Nothing in the data below may be left out; return all of it exactly.

■ DATA IN THIS EXERCISE ■
>>>>>
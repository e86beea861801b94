//! Grouped water quality boxplots.
//!
//! Boxes sit at positions 1..=k on the x axis, one per group, labelled with
//! the group name.

use std::path::PathBuf;

use plotters::prelude::*;

use super::{
    KeyTickAxis, PlotError, Result, area_err, chart_err, draw_err, em, format_value, padded_range,
    prepare_output_dir, rgb, stroke_px,
};
use crate::analysis::boxstats::BoxStats;
use crate::analysis::groupings::{Group, GroupingStrategy, group_annual, group_column};
use crate::config::PlotConfig;
use crate::logging::{self, Component};
use crate::model::TimeTable;
use crate::report::{Artifact, ChartKind};

/// Half the width of a box, in x-axis units.
const BOX_HALF_WIDTH: f64 = 0.25;

/// Renders one boxplot per parameter of `table` (or a single chart for
/// `GroupingStrategy::Annual`) and returns the written artifacts in column
/// order.
///
/// The first failing chart aborts the batch.
pub fn plot_boxplots(
    table: &TimeTable,
    strategy: GroupingStrategy,
    config: &PlotConfig,
) -> Result<Vec<Artifact>> {
    if strategy.is_experimental() {
        logging::warn(
            Component::Boxplot,
            None,
            "Annual option is not recommended at this point. It will be updated in a future release.",
        );
        let groups = group_annual(table)?;
        let artifact = render_boxplot(
            &groups,
            &strategy.file_name(""),
            Some("Year, WQ"),
            None,
            config,
        )?;
        logging::log_render_summary(Component::Boxplot, 1, 1, 0);
        return Ok(vec![artifact]);
    }

    let names = table.column_names();
    let mut artifacts = Vec::with_capacity(names.len());
    for &name in &names {
        let rendered = group_column(table, name, strategy)
            .map_err(PlotError::from)
            .and_then(|groups| {
                render_boxplot(&groups, &strategy.file_name(name), None, Some(name), config)
            });
        match rendered {
            Ok(artifact) => artifacts.push(artifact),
            Err(e) => {
                logging::log_render_failure(Component::Boxplot, name, &e);
                logging::log_render_summary(
                    Component::Boxplot,
                    names.len(),
                    artifacts.len(),
                    1,
                );
                return Err(e);
            }
        }
    }

    logging::log_render_summary(Component::Boxplot, names.len(), artifacts.len(), 0);
    Ok(artifacts)
}

/// Draws `groups` as side-by-side boxes into `file_name` under the output
/// directory.
pub fn render_boxplot(
    groups: &[Group],
    file_name: &str,
    x_desc: Option<&str>,
    subject: Option<&str>,
    config: &PlotConfig,
) -> Result<Artifact> {
    config.validate()?;
    if groups.is_empty() {
        return Err(PlotError::InvalidData(format!(
            "{}: no groups with observations",
            file_name
        )));
    }

    let stats = groups
        .iter()
        .map(|g| BoxStats::from_values(&g.values))
        .collect::<core::result::Result<Vec<_>, _>>()?;
    let labels: Vec<&str> = groups.iter().map(|g| g.label.as_str()).collect();

    let (y_min, y_max) = padded_range(
        stats.iter().flat_map(|s| {
            let (lo, hi) = s.extent();
            [lo, hi]
        }),
        0.05,
    )
    .ok_or_else(|| PlotError::InvalidData("no finite values to draw".to_string()))?;

    prepare_output_dir(config)?;
    let path: PathBuf = config.output_path(file_name);
    let font = config.font_family.as_str();
    let font_px = config.base_font_px();

    // The backend borrows `path` until it is dropped.
    {
        let root = BitMapBackend::new(
            &path,
            config.pixels(config.boxplot.width_in, config.boxplot.height_in),
        )
        .into_drawing_area();
        root.fill(&WHITE).map_err(area_err)?;

        let positions: Vec<f64> = (1..=groups.len()).map(|i| i as f64).collect();
        let mut chart = ChartBuilder::on(&root)
            .margin(em(config, 0.8))
            .x_label_area_size(em(config, if x_desc.is_some() { 3.0 } else { 2.0 }))
            .y_label_area_size(em(config, 5.0))
            .build_cartesian_2d(
                KeyTickAxis::new(0.5f64..groups.len() as f64 + 0.5, positions),
                y_min..y_max,
            )
            .map_err(chart_err)?;

        let label_at = |x: &f64| -> String {
            let index = x.round() as usize;
            if (x - x.round()).abs() < 1e-9 && index >= 1 && index <= labels.len() {
                labels[index - 1].to_string()
            } else {
                String::new()
            }
        };

        let value_at = |y: &f64| format_value(*y);

        let mut mesh = chart.configure_mesh();
        mesh.y_desc(format!("Concentration ({})", config.boxplot.unit))
            .label_style((font, font_px))
            .axis_desc_style((font, font_px))
            .x_label_formatter(&label_at)
            .y_label_formatter(&value_at)
            .disable_x_mesh();
        if let Some(desc) = x_desc {
            mesh.x_desc(desc);
        }
        mesh.draw().map_err(draw_err)?;

        let line = rgb(config.boxplot.box_color).stroke_width(stroke_px(config, 1.0));
        let median = rgb(config.boxplot.median_color).stroke_width(stroke_px(config, 1.5));
        let cap_half = BOX_HALF_WIDTH / 2.0;

        let boxes = stats.iter().enumerate().map(|(i, s)| {
            let x = (i + 1) as f64;
            Rectangle::new([(x - BOX_HALF_WIDTH, s.q3), (x + BOX_HALF_WIDTH, s.q1)], line)
        });
        chart.draw_series(boxes).map_err(draw_err)?;

        let mut segments: Vec<PathElement<(f64, f64)>> = Vec::new();
        for (i, s) in stats.iter().enumerate() {
            let x = (i + 1) as f64;
            segments.push(PathElement::new(vec![(x, s.q3), (x, s.whisker_high)], line));
            segments.push(PathElement::new(vec![(x, s.q1), (x, s.whisker_low)], line));
            segments.push(PathElement::new(
                vec![(x - cap_half, s.whisker_high), (x + cap_half, s.whisker_high)],
                line,
            ));
            segments.push(PathElement::new(
                vec![(x - cap_half, s.whisker_low), (x + cap_half, s.whisker_low)],
                line,
            ));
        }
        chart.draw_series(segments).map_err(draw_err)?;

        chart
            .draw_series(stats.iter().enumerate().map(|(i, s)| {
                let x = (i + 1) as f64;
                PathElement::new(
                    vec![(x - BOX_HALF_WIDTH, s.median), (x + BOX_HALF_WIDTH, s.median)],
                    median,
                )
            }))
            .map_err(draw_err)?;

        let outlier_radius = em(config, 0.25).max(1);
        chart
            .draw_series(stats.iter().enumerate().flat_map(|(i, s)| {
                let x = (i + 1) as f64;
                s.outliers
                    .iter()
                    .map(move |v| Circle::new((x, *v), outlier_radius, line))
            }))
            .map_err(draw_err)?;

        root.present().map_err(draw_err)?;
    }

    logging::log_artifact_written(Component::Boxplot, &path);

    Ok(Artifact {
        kind: ChartKind::Boxplot,
        path,
        subject: subject.map(String::from),
        observations: stats.iter().map(|s| s.count).sum(),
        flow_duration: None,
    })
}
<<<<<
■ YOUR SOLUTION ■
repository e86beea861801b94
//! Grouped water quality boxplots.
//!
//! Boxes sit at positions 1..=k on the x axis, one per group, labelled with
//! the group name.

use std::path::PathBuf;

use plotters::prelude::*;

use super::{
    KeyTickAxis, PlotError, Result, area_err, chart_err, draw_err, em, format_value, padded_range,
    prepare_output_dir, rgb, stroke_px,
};
use crate::analysis::boxstats::BoxStats;
use crate::analysis::groupings::{Group, GroupingStrategy, group_annual, group_column};
use crate::config::PlotConfig;
use crate::logging::{self, Component};
use crate::model::TimeTable;
use crate::report::{Artifact, ChartKind};

/// Half the width of a box, in x-axis units.
const BOX_HALF_WIDTH: f64 = 0.25;

/// Renders one boxplot per parameter of `table` (or a single chart for
/// `GroupingStrategy::Annual`) and returns the written artifacts in column
/// order.
///
/// The first failing chart aborts the batch.
pub fn plot_boxplots(
    table: &TimeTable,
    strategy: GroupingStrategy,
    config: &PlotConfig,
) -> Result<Vec<Artifact>> {
    if strategy.is_experimental() {
        logging::warn(
            Component::Boxplot,
            None,
            "Annual option is not recommended at this point. It will be updated in a future release.",
        );
        let groups = group_annual(table)?;
        let artifact = render_boxplot(
            &groups,
            &strategy.file_name(""),
            Some("Year, WQ"),
            None,
            config,
        )?;
        logging::log_render_summary(Component::Boxplot, 1, 1, 0);
        return Ok(vec![artifact]);
    }

    let names = table.column_names();
    let mut artifacts = Vec::with_capacity(names.len());
    for &name in &names {
        let rendered = group_column(table, name, strategy)
            .map_err(PlotError::from)
            .and_then(|groups| {
                render_boxplot(&groups, &strategy.file_name(name), None, Some(name), config)
            });
        match rendered {
            Ok(artifact) => artifacts.push(artifact),
            Err(e) => {
                logging::log_render_failure(Component::Boxplot, name, &e);
                logging::log_render_summary(
                    Component::Boxplot,
                    names.len(),
                    artifacts.len(),
                    1,
                );
                return Err(e);
            }
        }
    }

    logging::log_render_summary(Component::Boxplot, names.len(), artifacts.len(), 0);
    Ok(artifacts)
}

/// Draws `groups` as side-by-side boxes into `file_name` under the output
/// directory.
pub fn render_boxplot(
    groups: &[Group],
    file_name: &str,
    x_desc: Option<&str>,
    subject: Option<&str>,
    config: &PlotConfig,
) -> Result<Artifact> {
    config.validate()?;
    if groups.is_empty() {
        return Err(PlotError::InvalidData(format!(
            "{}: no groups with observations",
            file_name
        )));
    }

    let stats = groups
        .iter()
        .map(|g| BoxStats::from_values(&g.values))
        .collect::<core::result::Result<Vec<_>, _>>()?;
    let labels: Vec<&str> = groups.iter().map(|g| g.label.as_str()).collect();

    let (y_min, y_max) = padded_range(
        stats.iter().flat_map(|s| {
            let (lo, hi) = s.extent();
            [lo, hi]
        }),
        0.05,
    )
    .ok_or_else(|| PlotError::InvalidData("no finite values to draw".to_string()))?;

    prepare_output_dir(config)?;
    let path: PathBuf = config.output_path(file_name);
    let font = config.font_family.as_str();
    let font_px = config.base_font_px();

    // The backend borrows `path` until it is dropped.
    {
        let root = BitMapBackend::new(
            &path,
            config.pixels(config.boxplot.width_in, config.boxplot.height_in),
        )
        .into_drawing_area();
        root.fill(&WHITE).map_err(area_err)?;

        let positions: Vec<f64> = (1..=groups.len()).map(|i| i as f64).collect();
        let mut chart = ChartBuilder::on(&root)
            .margin(em(config, 0.8))
            .x_label_area_size(em(config, if x_desc.is_some() { 3.0 } else { 2.0 }))
            .y_label_area_size(em(config, 5.0))
            .build_cartesian_2d(
                KeyTickAxis::new(0.5f64..groups.len() as f64 + 0.5, positions),
                y_min..y_max,
            )
            .map_err(chart_err)?;

        let label_at = |x: &f64| -> String {
            let index = x.round() as usize;
            if (x - x.round()).abs() < 1e-9 && index >= 1 && index <= labels.len() {
                labels[index - 1].to_string()
            } else {
                String::new()
            }
        };

        let value_at = |y: &f64| format_value(*y);

        let mut mesh = chart.configure_mesh();
        mesh.y_desc(format!("Concentration ({})", config.boxplot.unit))
            .label_style((font, font_px))
            .axis_desc_style((font, font_px))
            .x_label_formatter(&label_at)
            .y_label_formatter(&value_at)
            .disable_x_mesh();
        if let Some(desc) = x_desc {
            mesh.x_desc(desc);
        }
        mesh.draw().map_err(draw_err)?;

        let line = rgb(config.boxplot.box_color).stroke_width(stroke_px(config, 1.0));
        let median = rgb(config.boxplot.median_color).stroke_width(stroke_px(config, 1.5));
        let cap_half = BOX_HALF_WIDTH / 2.0;

        let boxes = stats.iter().enumerate().map(|(i, s)| {
            let x = (i + 1) as f64;
            Rectangle::new([(x - BOX_HALF_WIDTH, s.q3), (x + BOX_HALF_WIDTH, s.q1)], line)
        });
        chart.draw_series(boxes).map_err(draw_err)?;

        let mut segments: Vec<PathElement<(f64, f64)>> = Vec::new();
        for (i, s) in stats.iter().enumerate() {
            let x = (i + 1) as f64;
            segments.push(PathElement::new(vec![(x, s.q3), (x, s.whisker_high)], line));
            segments.push(PathElement::new(vec![(x, s.q1), (x, s.whisker_low)], line));
            segments.push(PathElement::new(
                vec![(x - cap_half, s.whisker_high), (x + cap_half, s.whisker_high)],
                line,
            ));
            segments.push(PathElement::new(
                vec![(x - cap_half, s.whisker_low), (x + cap_half, s.whisker_low)],
                line,
            ));
        }
        chart.draw_series(segments).map_err(draw_err)?;

        chart
            .draw_series(stats.iter().enumerate().map(|(i, s)| {
                let x = (i + 1) as f64;
                PathElement::new(
                    vec![(x - BOX_HALF_WIDTH, s.median), (x + BOX_HALF_WIDTH, s.median)],
                    median,
                )
            }))
            .map_err(draw_err)?;

        let outlier_radius = em(config, 0.25).max(1);
        chart
            .draw_series(stats.iter().enumerate().flat_map(|(i, s)| {
                let x = (i + 1) as f64;
                s.outliers
                    .iter()
                    .map(move |v| Circle::new((x, *v), outlier_radius, line))
            }))
            .map_err(draw_err)?;

        root.present().map_err(draw_err)?;
    }

    logging::log_artifact_written(Component::Boxplot, &path);

    Ok(Artifact {
        kind: ChartKind::Boxplot,
        path,
        subject: subject.map(String::from),
        observations: stats.iter().map(|s| s.count).sum(),
        flow_duration: None,
    })
}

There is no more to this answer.